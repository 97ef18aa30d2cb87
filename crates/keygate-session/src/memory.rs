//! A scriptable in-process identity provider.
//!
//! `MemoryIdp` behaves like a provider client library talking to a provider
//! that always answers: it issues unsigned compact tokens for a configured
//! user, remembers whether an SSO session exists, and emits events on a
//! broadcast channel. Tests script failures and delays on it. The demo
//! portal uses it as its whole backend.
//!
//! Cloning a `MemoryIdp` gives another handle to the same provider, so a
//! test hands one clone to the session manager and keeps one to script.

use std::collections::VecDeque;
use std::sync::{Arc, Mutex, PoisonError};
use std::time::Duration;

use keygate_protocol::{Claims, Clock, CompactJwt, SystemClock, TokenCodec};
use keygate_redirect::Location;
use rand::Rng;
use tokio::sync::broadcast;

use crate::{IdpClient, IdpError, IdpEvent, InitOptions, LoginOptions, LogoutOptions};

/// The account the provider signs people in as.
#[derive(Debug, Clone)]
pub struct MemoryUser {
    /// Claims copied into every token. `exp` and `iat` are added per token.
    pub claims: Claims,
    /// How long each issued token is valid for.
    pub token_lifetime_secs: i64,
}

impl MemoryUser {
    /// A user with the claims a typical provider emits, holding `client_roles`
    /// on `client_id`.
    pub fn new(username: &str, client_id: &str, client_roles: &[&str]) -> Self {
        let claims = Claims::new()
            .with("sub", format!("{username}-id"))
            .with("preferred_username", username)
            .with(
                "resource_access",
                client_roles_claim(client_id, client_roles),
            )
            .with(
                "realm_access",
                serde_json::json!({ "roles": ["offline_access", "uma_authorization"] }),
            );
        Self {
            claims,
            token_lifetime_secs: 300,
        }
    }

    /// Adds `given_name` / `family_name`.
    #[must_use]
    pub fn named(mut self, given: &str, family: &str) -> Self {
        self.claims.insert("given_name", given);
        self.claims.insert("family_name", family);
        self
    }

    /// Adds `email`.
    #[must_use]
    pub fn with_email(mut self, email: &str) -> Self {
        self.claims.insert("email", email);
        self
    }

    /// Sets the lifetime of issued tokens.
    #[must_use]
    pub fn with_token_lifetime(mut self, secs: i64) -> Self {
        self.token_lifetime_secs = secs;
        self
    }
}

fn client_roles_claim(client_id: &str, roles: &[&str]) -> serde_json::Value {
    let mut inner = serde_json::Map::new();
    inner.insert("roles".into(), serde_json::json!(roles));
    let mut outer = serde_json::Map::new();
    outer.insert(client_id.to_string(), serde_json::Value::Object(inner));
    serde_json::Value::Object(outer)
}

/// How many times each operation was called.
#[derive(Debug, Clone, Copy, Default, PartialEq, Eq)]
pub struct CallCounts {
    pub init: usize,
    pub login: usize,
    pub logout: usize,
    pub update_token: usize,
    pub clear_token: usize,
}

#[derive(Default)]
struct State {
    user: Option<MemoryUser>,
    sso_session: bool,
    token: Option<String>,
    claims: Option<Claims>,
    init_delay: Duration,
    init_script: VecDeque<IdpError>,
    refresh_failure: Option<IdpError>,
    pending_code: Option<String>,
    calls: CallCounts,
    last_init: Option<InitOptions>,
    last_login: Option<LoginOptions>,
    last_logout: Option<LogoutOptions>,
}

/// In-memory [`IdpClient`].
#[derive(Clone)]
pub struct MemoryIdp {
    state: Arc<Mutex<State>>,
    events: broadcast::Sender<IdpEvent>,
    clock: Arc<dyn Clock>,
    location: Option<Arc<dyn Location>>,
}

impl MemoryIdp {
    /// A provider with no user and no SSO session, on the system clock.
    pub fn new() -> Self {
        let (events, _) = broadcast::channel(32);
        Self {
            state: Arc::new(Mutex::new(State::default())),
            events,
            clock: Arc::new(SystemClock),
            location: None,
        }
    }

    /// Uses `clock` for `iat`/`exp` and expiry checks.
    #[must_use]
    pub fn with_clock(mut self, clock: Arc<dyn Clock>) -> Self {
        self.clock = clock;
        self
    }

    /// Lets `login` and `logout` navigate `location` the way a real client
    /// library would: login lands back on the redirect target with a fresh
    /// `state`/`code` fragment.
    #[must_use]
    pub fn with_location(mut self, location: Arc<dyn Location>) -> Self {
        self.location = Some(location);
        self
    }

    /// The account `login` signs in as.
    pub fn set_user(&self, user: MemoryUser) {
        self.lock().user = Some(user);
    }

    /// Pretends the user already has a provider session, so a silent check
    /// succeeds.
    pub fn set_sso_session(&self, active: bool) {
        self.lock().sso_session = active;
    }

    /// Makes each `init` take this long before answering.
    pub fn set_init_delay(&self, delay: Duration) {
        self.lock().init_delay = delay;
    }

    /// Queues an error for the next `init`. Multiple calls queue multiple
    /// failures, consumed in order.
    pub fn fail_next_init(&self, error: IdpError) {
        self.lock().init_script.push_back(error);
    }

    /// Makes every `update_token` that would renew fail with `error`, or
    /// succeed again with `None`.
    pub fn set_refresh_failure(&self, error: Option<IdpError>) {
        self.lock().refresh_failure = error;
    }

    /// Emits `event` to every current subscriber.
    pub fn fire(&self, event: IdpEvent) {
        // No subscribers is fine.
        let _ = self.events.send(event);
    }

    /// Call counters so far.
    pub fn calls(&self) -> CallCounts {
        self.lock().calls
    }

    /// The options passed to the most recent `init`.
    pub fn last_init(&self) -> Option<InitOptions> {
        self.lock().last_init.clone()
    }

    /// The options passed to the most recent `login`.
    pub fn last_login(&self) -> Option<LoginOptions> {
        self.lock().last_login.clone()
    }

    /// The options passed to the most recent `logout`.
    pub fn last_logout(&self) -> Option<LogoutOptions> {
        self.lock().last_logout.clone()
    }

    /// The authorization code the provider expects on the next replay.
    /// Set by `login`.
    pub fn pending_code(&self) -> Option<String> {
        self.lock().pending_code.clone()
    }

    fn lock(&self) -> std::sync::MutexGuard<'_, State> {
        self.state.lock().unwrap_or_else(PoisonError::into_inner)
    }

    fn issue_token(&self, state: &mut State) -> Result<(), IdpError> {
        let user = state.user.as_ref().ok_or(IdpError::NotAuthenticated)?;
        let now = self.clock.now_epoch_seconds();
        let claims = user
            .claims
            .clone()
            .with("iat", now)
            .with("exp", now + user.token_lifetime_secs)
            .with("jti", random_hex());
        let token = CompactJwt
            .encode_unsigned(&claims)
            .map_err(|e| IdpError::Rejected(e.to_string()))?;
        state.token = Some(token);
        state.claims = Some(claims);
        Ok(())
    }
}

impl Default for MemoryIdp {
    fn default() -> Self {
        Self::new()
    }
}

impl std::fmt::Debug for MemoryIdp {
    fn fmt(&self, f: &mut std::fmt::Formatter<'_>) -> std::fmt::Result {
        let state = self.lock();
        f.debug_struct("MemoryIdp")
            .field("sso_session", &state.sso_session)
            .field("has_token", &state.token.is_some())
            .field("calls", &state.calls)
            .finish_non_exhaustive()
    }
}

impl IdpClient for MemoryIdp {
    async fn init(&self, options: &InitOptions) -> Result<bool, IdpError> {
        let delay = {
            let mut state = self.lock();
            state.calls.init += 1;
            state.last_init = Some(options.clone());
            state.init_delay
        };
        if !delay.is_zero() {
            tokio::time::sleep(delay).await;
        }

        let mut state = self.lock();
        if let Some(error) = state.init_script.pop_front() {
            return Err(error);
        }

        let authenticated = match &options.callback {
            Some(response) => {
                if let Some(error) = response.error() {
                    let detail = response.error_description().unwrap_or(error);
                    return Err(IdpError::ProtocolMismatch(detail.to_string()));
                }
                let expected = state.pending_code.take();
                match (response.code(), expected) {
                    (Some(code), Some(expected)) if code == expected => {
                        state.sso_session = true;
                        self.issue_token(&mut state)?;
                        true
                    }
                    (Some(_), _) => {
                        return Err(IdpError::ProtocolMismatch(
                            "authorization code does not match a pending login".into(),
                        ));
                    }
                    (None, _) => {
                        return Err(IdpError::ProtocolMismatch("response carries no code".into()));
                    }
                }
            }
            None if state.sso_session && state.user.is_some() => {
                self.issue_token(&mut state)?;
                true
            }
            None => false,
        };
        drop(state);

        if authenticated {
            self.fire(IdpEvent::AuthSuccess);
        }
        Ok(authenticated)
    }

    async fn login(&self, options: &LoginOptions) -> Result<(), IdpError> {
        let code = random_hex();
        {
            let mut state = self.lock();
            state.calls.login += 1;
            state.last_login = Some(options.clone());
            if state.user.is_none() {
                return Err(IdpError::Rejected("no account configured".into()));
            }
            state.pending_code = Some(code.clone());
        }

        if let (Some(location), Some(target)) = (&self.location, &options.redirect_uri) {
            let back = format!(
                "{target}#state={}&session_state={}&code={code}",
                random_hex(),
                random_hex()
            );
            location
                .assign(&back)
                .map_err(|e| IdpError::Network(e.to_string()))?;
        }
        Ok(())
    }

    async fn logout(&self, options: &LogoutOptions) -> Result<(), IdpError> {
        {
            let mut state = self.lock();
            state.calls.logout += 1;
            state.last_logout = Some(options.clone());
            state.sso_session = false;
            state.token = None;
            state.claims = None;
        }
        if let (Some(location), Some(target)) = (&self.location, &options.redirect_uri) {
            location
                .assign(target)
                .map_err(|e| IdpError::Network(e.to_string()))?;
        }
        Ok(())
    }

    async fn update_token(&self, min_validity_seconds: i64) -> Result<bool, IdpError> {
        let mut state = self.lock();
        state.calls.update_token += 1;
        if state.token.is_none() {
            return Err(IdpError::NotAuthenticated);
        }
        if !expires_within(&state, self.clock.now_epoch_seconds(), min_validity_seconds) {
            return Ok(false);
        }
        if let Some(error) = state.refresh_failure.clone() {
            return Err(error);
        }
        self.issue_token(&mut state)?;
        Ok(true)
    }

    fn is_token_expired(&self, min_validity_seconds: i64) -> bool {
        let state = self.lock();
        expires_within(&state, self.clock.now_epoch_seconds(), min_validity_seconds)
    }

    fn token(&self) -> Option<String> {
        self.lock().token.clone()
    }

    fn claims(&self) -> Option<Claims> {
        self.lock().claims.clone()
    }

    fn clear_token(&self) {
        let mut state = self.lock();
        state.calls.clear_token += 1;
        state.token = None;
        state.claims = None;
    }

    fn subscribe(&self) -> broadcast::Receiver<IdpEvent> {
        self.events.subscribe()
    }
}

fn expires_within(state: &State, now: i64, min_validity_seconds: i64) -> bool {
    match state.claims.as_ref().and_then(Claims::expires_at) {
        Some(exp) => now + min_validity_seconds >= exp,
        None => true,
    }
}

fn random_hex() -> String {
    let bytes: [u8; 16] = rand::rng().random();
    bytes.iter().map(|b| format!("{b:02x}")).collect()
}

§ What the exercise asks
Will you return exactly the lines above from the one with "pub fn set_sso_session(&self, active: bool)" down to the one with "consumed in order.", counting both as part of the range?

§ Finished task
    pub fn set_sso_session(&self, active: bool) {
        self.lock().sso_session = active;
    }

    /// Makes each `init` take this long before answering.
    pub fn set_init_delay(&self, delay: Duration) {
        self.lock().init_delay = delay;
    }

    /// Queues an error for the next `init`. Multiple calls queue multiple
    /// failures, consumed in order.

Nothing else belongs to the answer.